Les articles 69-bis, 72, 74 et 353 du Code de procédure pénale
permettent aux victimes et à leurs avocats d’être entendus au tribunal à
toutes les étapes de la procédure, et à la victime de se constituer
comme plaignant dans toute procédure pénale.
Prescription, antécédents judiciaires. En Algérie, le délai de
prescription de l’action publique est de 10 ans pour les crimes, 3 ans
pour les délits et 2 ans pour les contraventions.
Toutefois, l’article 8-bis du Code de procédure pénale prévoit
l’imprescriptibilité de l’action publique s’agissant de corruption et de
détournement de deniers publics. L’imprescriptibilité est également
prévue par l’article 54 (LPLCC) dans les cas de corruption lorsque le
produit du crime a été transféré hors du territoire algérien.
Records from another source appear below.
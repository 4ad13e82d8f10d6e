use crate::motion::viewport::map_range;

/// Section-level fade driven by scroll progress: opacity rises over
/// `[0, until]` while scale grows from `scale_from` to 1.
pub fn progress_style(progress: f64, until: f64, scale_from: f64) -> String {
    let opacity = map_range(progress, (0.0, until), (0.0, 1.0));
    let scale = map_range(progress, (0.0, until), (scale_from, 1.0));
    format!("opacity: {}; transform: scale({});", opacity, scale)
}

#[cfg(test)]
mod tests {
    use super::*;

    #[test]
    fn fully_shown_past_the_input_range() {
        assert_eq!(progress_style(0.5, 0.2, 0.8), "opacity: 1; transform: scale(1);");
    }

    #[test]
    fn hidden_before_entering() {
        assert_eq!(progress_style(0.0, 0.2, 0.8), "opacity: 0; transform: scale(0.8);");
    }

    #[test]
    fn halfway() {
        assert_eq!(progress_style(0.1, 0.2, 0.8), "opacity: 0.5; transform: scale(0.9);");
    }
}
use gloo_timers::callback::Timeout;
use yew::prelude::*;

use super::now;
use crate::motion::{BrowserFrames, RevealConfig, RevealController, RevealPhase, RevealRun};

/// Inline styles for `count` children that reveal once `trigger` is true.
///
/// The controller is latched: later changes of `trigger` do not restart or
/// reverse the sequence. The transitions are applied on the frame after the
/// trigger, so a group triggered at mount still animates from its `from`
/// style.
#[hook]
pub fn use_reveal(count: usize, config: RevealConfig, trigger: bool) -> Vec<String> {
    let phase = use_state_eq(|| RevealPhase::Hidden);
    let run = {
        let phase = phase.clone();
        use_mut_ref(move || {
            RevealRun::new(
                RevealController::new(count, config),
                BrowserFrames,
                move |next| phase.set(next),
            )
        })
    };

    {
        let run = run.clone();
        use_effect_with_deps(
            move |trigger| {
                if *trigger {
                    run.borrow().arm(now());
                }
                || ()
            },
            trigger,
        );
    }

    {
        let run = run.clone();
        use_effect_with_deps(
            move |phase| {
                let settle_timer = (*phase == RevealPhase::Entering).then(|| {
                    let total = run.borrow().total_ms();
                    Timeout::new(total.ceil() as u32, move || {
                        run.borrow().settle(now());
                    })
                });
                move || drop(settle_timer)
            },
            *phase,
        );
    }

    {
        let run = run.clone();
        use_effect_with_deps(move |_| move || run.borrow().dispose(), ());
    }

    let styles = run.borrow().styles();
    styles
}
Les
prévenus absents peuvent être condamnés par défaut puis rejugés après
leur arrestation.
Conséquences d’actes de corruption, réparation du préjudice.
Outre la possibilité de l’exclusion temporaire ou permanente des marchés
publics, l’article 55 (LPLCC) permet aux tribunaux d’annuler tout
contrat, transaction, permis, concession ou autorisation obtenus au
moyen d’un acte de corruption. De plus, le décret présidentiel n°10-236
du 7 octobre 2010, relatif aux marchés publics, permet d’inscrire sur
une liste noire les personnes et les entités interdites de soumissionner
aux marchés publics. L’article 124 du Code civil permet à une personne
d’intenter une action pour les dommages causés par un acte illicite
commis par un tiers, cela inclut des actes de corruption. La réparation
civile n’exclut pas les sanctions pénales.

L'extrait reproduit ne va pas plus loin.